Exercise brief = Reply with one number: the count of lines in the records below that hold "category".

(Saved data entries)
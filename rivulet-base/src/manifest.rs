use crate::error::{ManifestError, ManifestResult};
use crate::hashing::HashMap;
use crate::{AssetKind, CanonicalAssetPath, Priority};
use serde::Deserialize;

//
// The manifest is a versioned, immutable-per-fetch catalogue of streamable
// assets served as a JSON document. The schema is strongly typed and
// validated once at parse time; lookups afterwards go through prebuilt
// tables rather than dynamic map traversal.
//

#[derive(Debug, Deserialize)]
pub struct ChunkJson {
    pub index: u32,
    pub offset: u64,
    pub size: u64,
}

#[derive(Debug, Deserialize)]
pub struct ManifestEntryJson {
    #[serde(default)]
    pub name: Option<String>,
    pub path: String,
    #[serde(default)]
    pub size: u64,
    #[serde(default)]
    pub priority: Option<String>,
    #[serde(default)]
    pub chunks: Vec<ChunkJson>,
}

#[derive(Debug, Default, Deserialize)]
pub struct ManifestCategoriesJson {
    #[serde(default)]
    pub models: Vec<ManifestEntryJson>,
    #[serde(default)]
    pub textures: Vec<ManifestEntryJson>,
    #[serde(default)]
    pub audio: Vec<ManifestEntryJson>,
}

#[derive(Debug, Deserialize)]
pub struct ManifestJson {
    pub version: String,
    #[serde(default)]
    pub streaming_assets: ManifestCategoriesJson,
    #[serde(default)]
    pub core_assets: ManifestCategoriesJson,
}

#[derive(Debug, Clone)]
pub struct ChunkInfo {
    pub index: u32,
    pub offset: u64,
    pub size: u64,
}

#[derive(Debug, Clone)]
pub struct ManifestEntry {
    pub name: String,
    pub path: CanonicalAssetPath,
    pub kind: AssetKind,
    pub size: u64,
    pub priority: Priority,
    pub chunks: Vec<ChunkInfo>,
}

/// Parsed manifest with lookup tables by canonical path and by basename.
pub struct Manifest {
    version: String,
    entries: Vec<ManifestEntry>,
    by_path: HashMap<CanonicalAssetPath, usize>,
    by_basename: HashMap<String, Vec<usize>>,
}

impl Manifest {
    pub fn from_json_bytes(bytes: &[u8]) -> ManifestResult<Manifest> {
        let json: ManifestJson = serde_json::from_slice(bytes)?;
        Ok(Self::from_json(json))
    }

    pub fn from_json(json: ManifestJson) -> Manifest {
        let mut manifest = Manifest {
            version: json.version,
            entries: Vec::default(),
            by_path: HashMap::default(),
            by_basename: HashMap::default(),
        };

        for category in [json.streaming_assets, json.core_assets] {
            for entry in category
                .models
                .into_iter()
                .chain(category.textures)
                .chain(category.audio)
            {
                manifest.add_entry(entry);
            }
        }

        manifest
    }

    /// An empty manifest, used for bundled-only operation and tests.
    pub fn empty(version: &str) -> Manifest {
        Manifest {
            version: version.to_string(),
            entries: Vec::default(),
            by_path: HashMap::default(),
            by_basename: HashMap::default(),
        }
    }

    fn add_entry(
        &mut self,
        json: ManifestEntryJson,
    ) {
        let path = CanonicalAssetPath::normalize(&json.path);
        if path.is_empty() {
            log::warn!("Manifest entry with empty path ignored: {:?}", json.name);
            return;
        }
        if self.by_path.contains_key(&path) {
            log::warn!("Duplicate manifest entry for {}, first entry wins", path);
            return;
        }

        let priority = match json.priority.as_deref() {
            None => Priority::Medium,
            Some(value) => Priority::parse(value).unwrap_or_else(|| {
                log::warn!(
                    "Unrecognized priority {:?} for {}, defaulting to medium",
                    value,
                    path
                );
                Priority::Medium
            }),
        };

        let entry = ManifestEntry {
            name: json
                .name
                .unwrap_or_else(|| path.basename().to_string()),
            kind: AssetKind::from_path(&path),
            size: json.size,
            priority,
            chunks: json
                .chunks
                .into_iter()
                .map(|chunk| ChunkInfo {
                    index: chunk.index,
                    offset: chunk.offset,
                    size: chunk.size,
                })
                .collect(),
            path,
        };

        let index = self.entries.len();
        self.by_path.insert(entry.path.clone(), index);
        self.by_basename
            .entry(entry.path.basename().to_string())
            .or_default()
            .push(index);
        self.entries.push(entry);
    }

    pub fn version(&self) -> &str {
        &self.version
    }

    pub fn entries(&self) -> &[ManifestEntry] {
        &self.entries
    }

    pub fn len(&self) -> usize {
        self.entries.len()
    }

    pub fn is_empty(&self) -> bool {
        self.entries.is_empty()
    }

    pub fn find_exact(
        &self,
        path: &CanonicalAssetPath,
    ) -> Option<&ManifestEntry> {
        self.by_path.get(path).map(|&index| &self.entries[index])
    }

    /// First entry whose basename matches. Ambiguity between entries sharing
    /// a basename resolves to the first manifest entry; callers log this as
    /// a backward-compatibility path.
    pub fn find_by_basename(
        &self,
        basename: &str,
    ) -> Option<&ManifestEntry> {
        let indices = self.by_basename.get(basename)?;
        if indices.len() > 1 {
            log::warn!(
                "{} manifest entries share basename {:?}, using the first",
                indices.len(),
                basename
            );
        }
        indices.first().map(|&index| &self.entries[index])
    }

    pub fn basename_match_count(
        &self,
        basename: &str,
    ) -> usize {
        self.by_basename
            .get(basename)
            .map(|indices| indices.len())
            .unwrap_or(0)
    }

    /// Fuzzy lookup: basenames must be equal and the directory-segment
    /// similarity must meet the threshold. The best-scoring entry wins.
    pub fn find_fuzzy(
        &self,
        path: &CanonicalAssetPath,
        threshold: f32,
    ) -> Option<&ManifestEntry> {
        let indices = self.by_basename.get(path.basename())?;
        let mut best: Option<(f32, usize)> = None;
        for &index in indices {
            let similarity = path.segment_similarity(&self.entries[index].path);
            if similarity >= threshold {
                match best {
                    Some((best_similarity, _)) if best_similarity >= similarity => {}
                    _ => best = Some((similarity, index)),
                }
            }
        }
        best.map(|(_, index)| &self.entries[index])
    }
}

#[cfg(test)]
mod test {
    use super::*;

    fn sample_manifest() -> Manifest {
        let json = r#"{
            "version": "2024.06.1",
            "streaming_assets": {
                "models": [
                    {"name": "island", "path": "assets/models/environment/floating_island.glb", "size": 1048576, "priority": "critical"},
                    {"path": "models/props/crate.glb", "size": 2048, "priority": "low"}
                ],
                "textures": [
                    {"path": "textures/grass.png", "size": 512, "priority": "medium",
                     "chunks": [{"index": 0, "offset": 0, "size": 512}]}
                ],
                "audio": [
                    {"path": "audio/theme.ogg", "size": 4096, "priority": "bogus"}
                ]
            },
            "core_assets": {
                "models": [
                    {"path": "models/player.glb", "size": 8192, "priority": "critical"}
                ]
            }
        }"#;
        Manifest::from_json_bytes(json.as_bytes()).unwrap()
    }

    #[test]
    fn parses_all_categories() {
        let manifest = sample_manifest();
        assert_eq!(manifest.version(), "2024.06.1");
        assert_eq!(manifest.len(), 5);
    }

    #[test]
    fn entry_paths_are_canonical() {
        let manifest = sample_manifest();
        let path = CanonicalAssetPath::normalize("models/environment/floating_island.glb");
        let entry = manifest.find_exact(&path).unwrap();
        assert_eq!(entry.name, "island");
        assert_eq!(entry.kind, AssetKind::Model);
        assert_eq!(entry.priority, Priority::Critical);
    }

    #[test]
    fn unknown_priority_defaults_to_medium() {
        let manifest = sample_manifest();
        let path = CanonicalAssetPath::normalize("audio/theme.ogg");
        let entry = manifest.find_exact(&path).unwrap();
        assert_eq!(entry.priority, Priority::Medium);
    }

    #[test]
    fn basename_lookup_finds_first_match() {
        let manifest = sample_manifest();
        let entry = manifest.find_by_basename("floating_island.glb").unwrap();
        assert_eq!(
            entry.path.as_str(),
            "models/environment/floating_island.glb"
        );
        assert!(manifest.find_by_basename("missing.glb").is_none());
    }

    #[test]
    fn fuzzy_lookup_honors_threshold() {
        let manifest = sample_manifest();

        // [models, environment] vs [models, old] = 1/2 = 0.5, below threshold
        let path = CanonicalAssetPath::normalize("models/old/floating_island.glb");
        assert!(manifest.find_fuzzy(&path, 0.70).is_none());
        assert!(manifest.find_fuzzy(&path, 0.50).is_some());

        // Equal directories match at any threshold <= 1.0
        let path = CanonicalAssetPath::normalize("models/environment/floating_island.glb");
        assert!(manifest.find_fuzzy(&path, 0.70).is_some());

        // Basename mismatch never fuzzy-matches
        let path = CanonicalAssetPath::normalize("models/environment/other.glb");
        assert!(manifest.find_fuzzy(&path, 0.0).is_none());
    }

    #[test]
    fn manifest_with_missing_version_is_rejected() {
        let result = Manifest::from_json_bytes(br#"{"streaming_assets": {}}"#);
        assert!(result.is_err());
    }
}
use crate::error::{StreamError, StreamResult};
use rivulet_base::Manifest;
use std::time::Duration;

//
// The transport seam. Worker threads and the manifest fetch go through this
// trait so tests can inject fakes; the production implementation wraps a
// blocking reqwest client with a fixed per-request timeout.
//

#[derive(Debug, Clone)]
pub enum FetchError {
    /// Response arrived with a non-200 status
    Status(u16),
    /// Connection failure, timeout, or other transport-level problem
    Transport(String),
}

impl std::fmt::Display for FetchError {
    fn fmt(
        &self,
        fmt: &mut std::fmt::Formatter,
    ) -> std::fmt::Result {
        match *self {
            FetchError::Status(status) => write!(fmt, "HTTP status {}", status),
            FetchError::Transport(ref e) => e.fmt(fmt),
        }
    }
}

impl From<FetchError> for StreamError {
    fn from(error: FetchError) -> Self {
        match error {
            FetchError::Status(status) => StreamError::HttpStatus(status),
            FetchError::Transport(message) => StreamError::TransportError(message),
        }
    }
}

pub trait StreamingTransport: Send + Sync + 'static {
    fn fetch(
        &self,
        url: &str,
    ) -> Result<Vec<u8>, FetchError>;
}

pub struct HttpTransport {
    client: reqwest::blocking::Client,
}

impl HttpTransport {
    pub fn new(request_timeout: Duration) -> StreamResult<HttpTransport> {
        let client = reqwest::blocking::Client::builder()
            .timeout(request_timeout)
            .build()
            .map_err(|e| StreamError::TransportError(e.to_string()))?;
        Ok(HttpTransport { client })
    }
}

impl StreamingTransport for HttpTransport {
    fn fetch(
        &self,
        url: &str,
    ) -> Result<Vec<u8>, FetchError> {
        let response = self
            .client
            .get(url)
            .send()
            .map_err(|e| FetchError::Transport(e.to_string()))?;

        let status = response.status().as_u16();
        if status != 200 {
            return Err(FetchError::Status(status));
        }

        let bytes = response
            .bytes()
            .map_err(|e| FetchError::Transport(e.to_string()))?;
        Ok(bytes.to_vec())
    }
}

/// Fetch and parse the streaming manifest. Failure here is a hard error for
/// streaming mode; the caller is expected to degrade to bundled-only
/// operation.
pub fn fetch_manifest(
    transport: &dyn StreamingTransport,
    manifest_url: &str,
) -> StreamResult<Manifest> {
    log::info!("Fetching streaming manifest from {}", manifest_url);
    let bytes = transport.fetch(manifest_url)?;
    let manifest = Manifest::from_json_bytes(&bytes)?;
    log::info!(
        "Loaded manifest version {} with {} entries",
        manifest.version(),
        manifest.len()
    );
    Ok(manifest)
}

#[cfg(test)]
mod test {
    use super::*;

    struct StaticTransport(Vec<u8>);

    impl StreamingTransport for StaticTransport {
        fn fetch(
            &self,
            _url: &str,
        ) -> Result<Vec<u8>, FetchError> {
            Ok(self.0.clone())
        }
    }

    struct FailingTransport;

    impl StreamingTransport for FailingTransport {
        fn fetch(
            &self,
            _url: &str,
        ) -> Result<Vec<u8>, FetchError> {
            Err(FetchError::Status(404))
        }
    }

    #[test]
    fn fetch_manifest_parses_document() {
        let transport = StaticTransport(
            br#"{"version": "1", "streaming_assets": {"models": [{"path": "models/a.glb"}]}}"#
                .to_vec(),
        );
        let manifest = fetch_manifest(&transport, "http://example/manifest.json").unwrap();
        assert_eq!(manifest.version(), "1");
        assert_eq!(manifest.len(), 1);
    }

    #[test]
    fn fetch_manifest_propagates_transport_failure() {
        let result = fetch_manifest(&FailingTransport, "http://example/manifest.json");
        assert!(matches!(result, Err(StreamError::HttpStatus(404))));
    }

    #[test]
    fn fetch_manifest_propagates_parse_failure() {
        let transport = StaticTransport(b"not json".to_vec());
        let result = fetch_manifest(&transport, "http://example/manifest.json");
        assert!(matches!(result, Err(StreamError::ManifestError(_))));
    }
}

Response area = 4